+++ Dataset excerpts

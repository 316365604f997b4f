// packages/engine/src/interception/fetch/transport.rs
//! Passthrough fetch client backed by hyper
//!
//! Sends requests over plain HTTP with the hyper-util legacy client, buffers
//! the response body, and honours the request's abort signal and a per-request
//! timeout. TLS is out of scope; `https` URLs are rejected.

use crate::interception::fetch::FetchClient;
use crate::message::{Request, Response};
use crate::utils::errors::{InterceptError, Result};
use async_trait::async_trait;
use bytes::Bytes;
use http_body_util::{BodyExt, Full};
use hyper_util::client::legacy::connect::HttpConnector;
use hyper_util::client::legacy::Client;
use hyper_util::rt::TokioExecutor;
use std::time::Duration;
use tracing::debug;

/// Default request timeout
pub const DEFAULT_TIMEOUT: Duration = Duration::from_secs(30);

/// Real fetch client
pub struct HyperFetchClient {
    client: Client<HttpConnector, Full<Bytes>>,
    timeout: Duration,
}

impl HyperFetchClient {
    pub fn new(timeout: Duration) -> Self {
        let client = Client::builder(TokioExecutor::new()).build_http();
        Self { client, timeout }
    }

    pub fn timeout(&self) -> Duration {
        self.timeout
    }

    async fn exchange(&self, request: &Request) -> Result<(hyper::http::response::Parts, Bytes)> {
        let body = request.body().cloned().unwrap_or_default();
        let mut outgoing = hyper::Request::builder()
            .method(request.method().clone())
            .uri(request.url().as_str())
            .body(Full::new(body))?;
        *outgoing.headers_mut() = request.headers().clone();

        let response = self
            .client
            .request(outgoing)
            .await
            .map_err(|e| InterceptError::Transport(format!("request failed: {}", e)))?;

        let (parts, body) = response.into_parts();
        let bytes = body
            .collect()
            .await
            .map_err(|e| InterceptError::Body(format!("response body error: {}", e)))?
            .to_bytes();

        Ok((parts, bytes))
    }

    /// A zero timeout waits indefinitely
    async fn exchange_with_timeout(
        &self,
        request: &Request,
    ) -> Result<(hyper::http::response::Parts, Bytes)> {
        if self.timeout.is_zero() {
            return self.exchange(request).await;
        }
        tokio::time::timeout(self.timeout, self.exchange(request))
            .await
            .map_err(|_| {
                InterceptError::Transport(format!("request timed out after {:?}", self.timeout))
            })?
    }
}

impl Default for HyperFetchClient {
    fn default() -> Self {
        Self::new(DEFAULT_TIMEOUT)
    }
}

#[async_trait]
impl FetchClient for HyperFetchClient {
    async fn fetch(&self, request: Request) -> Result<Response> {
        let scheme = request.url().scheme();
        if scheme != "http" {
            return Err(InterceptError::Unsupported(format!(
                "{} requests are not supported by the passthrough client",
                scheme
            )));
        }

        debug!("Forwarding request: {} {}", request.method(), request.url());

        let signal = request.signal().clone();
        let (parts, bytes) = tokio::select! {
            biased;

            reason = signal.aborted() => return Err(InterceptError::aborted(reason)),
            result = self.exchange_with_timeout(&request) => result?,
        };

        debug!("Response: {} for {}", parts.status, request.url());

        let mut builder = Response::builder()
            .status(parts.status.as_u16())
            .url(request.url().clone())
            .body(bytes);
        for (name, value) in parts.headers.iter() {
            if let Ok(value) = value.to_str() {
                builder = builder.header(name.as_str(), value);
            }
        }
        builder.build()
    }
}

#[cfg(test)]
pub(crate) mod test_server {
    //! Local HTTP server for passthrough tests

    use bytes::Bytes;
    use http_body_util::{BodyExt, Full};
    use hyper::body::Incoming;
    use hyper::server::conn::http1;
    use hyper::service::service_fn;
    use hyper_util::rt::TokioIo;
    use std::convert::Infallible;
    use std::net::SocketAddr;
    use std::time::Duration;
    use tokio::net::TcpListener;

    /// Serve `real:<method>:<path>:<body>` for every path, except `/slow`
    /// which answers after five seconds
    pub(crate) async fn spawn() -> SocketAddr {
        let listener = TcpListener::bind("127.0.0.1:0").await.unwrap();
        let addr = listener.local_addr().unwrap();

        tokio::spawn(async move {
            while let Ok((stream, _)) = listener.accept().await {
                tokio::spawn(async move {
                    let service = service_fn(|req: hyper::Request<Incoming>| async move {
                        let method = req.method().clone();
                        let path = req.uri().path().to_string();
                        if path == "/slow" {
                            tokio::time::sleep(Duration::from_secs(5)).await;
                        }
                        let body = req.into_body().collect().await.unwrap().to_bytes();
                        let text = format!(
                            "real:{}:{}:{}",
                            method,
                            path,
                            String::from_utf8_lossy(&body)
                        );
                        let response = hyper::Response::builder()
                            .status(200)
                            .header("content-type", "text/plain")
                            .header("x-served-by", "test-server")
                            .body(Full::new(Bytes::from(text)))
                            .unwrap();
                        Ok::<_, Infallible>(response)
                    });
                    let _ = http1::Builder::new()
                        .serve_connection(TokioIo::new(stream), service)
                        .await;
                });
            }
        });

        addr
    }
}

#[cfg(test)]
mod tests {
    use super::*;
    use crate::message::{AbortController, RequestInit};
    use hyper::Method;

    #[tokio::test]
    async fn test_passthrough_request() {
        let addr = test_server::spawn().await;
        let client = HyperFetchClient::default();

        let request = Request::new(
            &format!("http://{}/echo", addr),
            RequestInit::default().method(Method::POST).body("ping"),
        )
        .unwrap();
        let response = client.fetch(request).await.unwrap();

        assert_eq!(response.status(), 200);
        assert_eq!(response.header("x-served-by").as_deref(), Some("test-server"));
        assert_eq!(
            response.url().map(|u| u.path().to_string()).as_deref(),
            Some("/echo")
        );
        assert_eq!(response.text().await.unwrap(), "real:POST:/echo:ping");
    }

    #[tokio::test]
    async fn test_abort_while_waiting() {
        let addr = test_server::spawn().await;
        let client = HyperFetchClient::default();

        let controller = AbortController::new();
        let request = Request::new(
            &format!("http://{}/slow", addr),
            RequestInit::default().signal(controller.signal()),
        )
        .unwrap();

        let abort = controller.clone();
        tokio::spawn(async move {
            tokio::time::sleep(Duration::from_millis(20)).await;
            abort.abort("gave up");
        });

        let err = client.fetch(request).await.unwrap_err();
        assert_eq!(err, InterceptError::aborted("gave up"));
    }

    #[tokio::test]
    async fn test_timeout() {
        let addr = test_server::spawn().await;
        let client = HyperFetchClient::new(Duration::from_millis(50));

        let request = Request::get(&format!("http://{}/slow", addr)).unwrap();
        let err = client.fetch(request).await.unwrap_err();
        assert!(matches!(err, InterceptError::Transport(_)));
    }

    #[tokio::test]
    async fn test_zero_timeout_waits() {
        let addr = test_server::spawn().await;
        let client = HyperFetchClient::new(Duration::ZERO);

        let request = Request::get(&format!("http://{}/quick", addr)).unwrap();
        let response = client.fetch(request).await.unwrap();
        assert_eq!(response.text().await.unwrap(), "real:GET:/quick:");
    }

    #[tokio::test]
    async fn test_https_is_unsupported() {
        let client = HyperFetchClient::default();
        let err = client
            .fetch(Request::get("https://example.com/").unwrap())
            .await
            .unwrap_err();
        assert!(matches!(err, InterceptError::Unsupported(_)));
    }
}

++++++

▸ **Your assignment**
Each record must be repeated exactly as it appears above.

▸ **Final answer**
repository 316365604f997b4f
// packages/engine/src/interception/fetch/transport.rs
//! Passthrough fetch client backed by hyper
//!
//! Sends requests over plain HTTP with the hyper-util legacy client, buffers
//! the response body, and honours the request's abort signal and a per-request
//! timeout. TLS is out of scope; `https` URLs are rejected.

use crate::interception::fetch::FetchClient;
use crate::message::{Request, Response};
use crate::utils::errors::{InterceptError, Result};
use async_trait::async_trait;
use bytes::Bytes;
use http_body_util::{BodyExt, Full};
use hyper_util::client::legacy::connect::HttpConnector;
use hyper_util::client::legacy::Client;
use hyper_util::rt::TokioExecutor;
use std::time::Duration;
use tracing::debug;

/// Default request timeout
pub const DEFAULT_TIMEOUT: Duration = Duration::from_secs(30);

/// Real fetch client
pub struct HyperFetchClient {
    client: Client<HttpConnector, Full<Bytes>>,
    timeout: Duration,
}

impl HyperFetchClient {
    pub fn new(timeout: Duration) -> Self {
        let client = Client::builder(TokioExecutor::new()).build_http();
        Self { client, timeout }
    }

    pub fn timeout(&self) -> Duration {
        self.timeout
    }

    async fn exchange(&self, request: &Request) -> Result<(hyper::http::response::Parts, Bytes)> {
        let body = request.body().cloned().unwrap_or_default();
        let mut outgoing = hyper::Request::builder()
            .method(request.method().clone())
            .uri(request.url().as_str())
            .body(Full::new(body))?;
        *outgoing.headers_mut() = request.headers().clone();

        let response = self
            .client
            .request(outgoing)
            .await
            .map_err(|e| InterceptError::Transport(format!("request failed: {}", e)))?;

        let (parts, body) = response.into_parts();
        let bytes = body
            .collect()
            .await
            .map_err(|e| InterceptError::Body(format!("response body error: {}", e)))?
            .to_bytes();

        Ok((parts, bytes))
    }

    /// A zero timeout waits indefinitely
    async fn exchange_with_timeout(
        &self,
        request: &Request,
    ) -> Result<(hyper::http::response::Parts, Bytes)> {
        if self.timeout.is_zero() {
            return self.exchange(request).await;
        }
        tokio::time::timeout(self.timeout, self.exchange(request))
            .await
            .map_err(|_| {
                InterceptError::Transport(format!("request timed out after {:?}", self.timeout))
            })?
    }
}

impl Default for HyperFetchClient {
    fn default() -> Self {
        Self::new(DEFAULT_TIMEOUT)
    }
}

#[async_trait]
impl FetchClient for HyperFetchClient {
    async fn fetch(&self, request: Request) -> Result<Response> {
        let scheme = request.url().scheme();
        if scheme != "http" {
            return Err(InterceptError::Unsupported(format!(
                "{} requests are not supported by the passthrough client",
                scheme
            )));
        }

        debug!("Forwarding request: {} {}", request.method(), request.url());

        let signal = request.signal().clone();
        let (parts, bytes) = tokio::select! {
            biased;

            reason = signal.aborted() => return Err(InterceptError::aborted(reason)),
            result = self.exchange_with_timeout(&request) => result?,
        };

        debug!("Response: {} for {}", parts.status, request.url());

        let mut builder = Response::builder()
            .status(parts.status.as_u16())
            .url(request.url().clone())
            .body(bytes);
        for (name, value) in parts.headers.iter() {
            if let Ok(value) = value.to_str() {
                builder = builder.header(name.as_str(), value);
            }
        }
        builder.build()
    }
}

#[cfg(test)]
pub(crate) mod test_server {
    //! Local HTTP server for passthrough tests

    use bytes::Bytes;
    use http_body_util::{BodyExt, Full};
    use hyper::body::Incoming;
    use hyper::server::conn::http1;
    use hyper::service::service_fn;
    use hyper_util::rt::TokioIo;
    use std::convert::Infallible;
    use std::net::SocketAddr;
    use std::time::Duration;
    use tokio::net::TcpListener;

    /// Serve `real:<method>:<path>:<body>` for every path, except `/slow`
    /// which answers after five seconds
    pub(crate) async fn spawn() -> SocketAddr {
        let listener = TcpListener::bind("127.0.0.1:0").await.unwrap();
        let addr = listener.local_addr().unwrap();

        tokio::spawn(async move {
            while let Ok((stream, _)) = listener.accept().await {
                tokio::spawn(async move {
                    let service = service_fn(|req: hyper::Request<Incoming>| async move {
                        let method = req.method().clone();
                        let path = req.uri().path().to_string();
                        if path == "/slow" {
                            tokio::time::sleep(Duration::from_secs(5)).await;
                        }
                        let body = req.into_body().collect().await.unwrap().to_bytes();
                        let text = format!(
                            "real:{}:{}:{}",
                            method,
                            path,
                            String::from_utf8_lossy(&body)
                        );
                        let response = hyper::Response::builder()
                            .status(200)
                            .header("content-type", "text/plain")
                            .header("x-served-by", "test-server")
                            .body(Full::new(Bytes::from(text)))
                            .unwrap();
                        Ok::<_, Infallible>(response)
                    });
                    let _ = http1::Builder::new()
                        .serve_connection(TokioIo::new(stream), service)
                        .await;
                });
            }
        });

        addr
    }
}

#[cfg(test)]
mod tests {
    use super::*;
    use crate::message::{AbortController, RequestInit};
    use hyper::Method;

    #[tokio::test]
    async fn test_passthrough_request() {
        let addr = test_server::spawn().await;
        let client = HyperFetchClient::default();

        let request = Request::new(
            &format!("http://{}/echo", addr),
            RequestInit::default().method(Method::POST).body("ping"),
        )
        .unwrap();
        let response = client.fetch(request).await.unwrap();

        assert_eq!(response.status(), 200);
        assert_eq!(response.header("x-served-by").as_deref(), Some("test-server"));
        assert_eq!(
            response.url().map(|u| u.path().to_string()).as_deref(),
            Some("/echo")
        );
        assert_eq!(response.text().await.unwrap(), "real:POST:/echo:ping");
    }

    #[tokio::test]
    async fn test_abort_while_waiting() {
        let addr = test_server::spawn().await;
        let client = HyperFetchClient::default();

        let controller = AbortController::new();
        let request = Request::new(
            &format!("http://{}/slow", addr),
            RequestInit::default().signal(controller.signal()),
        )
        .unwrap();

        let abort = controller.clone();
        tokio::spawn(async move {
            tokio::time::sleep(Duration::from_millis(20)).await;
            abort.abort("gave up");
        });

        let err = client.fetch(request).await.unwrap_err();
        assert_eq!(err, InterceptError::aborted("gave up"));
    }

    #[tokio::test]
    async fn test_timeout() {
        let addr = test_server::spawn().await;
        let client = HyperFetchClient::new(Duration::from_millis(50));

        let request = Request::get(&format!("http://{}/slow", addr)).unwrap();
        let err = client.fetch(request).await.unwrap_err();
        assert!(matches!(err, InterceptError::Transport(_)));
    }

    #[tokio::test]
    async fn test_zero_timeout_waits() {
        let addr = test_server::spawn().await;
        let client = HyperFetchClient::new(Duration::ZERO);

        let request = Request::get(&format!("http://{}/quick", addr)).unwrap();
        let response = client.fetch(request).await.unwrap();
        assert_eq!(response.text().await.unwrap(), "real:GET:/quick:");
    }

    #[tokio::test]
    async fn test_https_is_unsupported() {
        let client = HyperFetchClient::default();
        let err = client
            .fetch(Request::get("https://example.com/").unwrap())
            .await
            .unwrap_err();
        assert!(matches!(err, InterceptError::Unsupported(_)));
    }
}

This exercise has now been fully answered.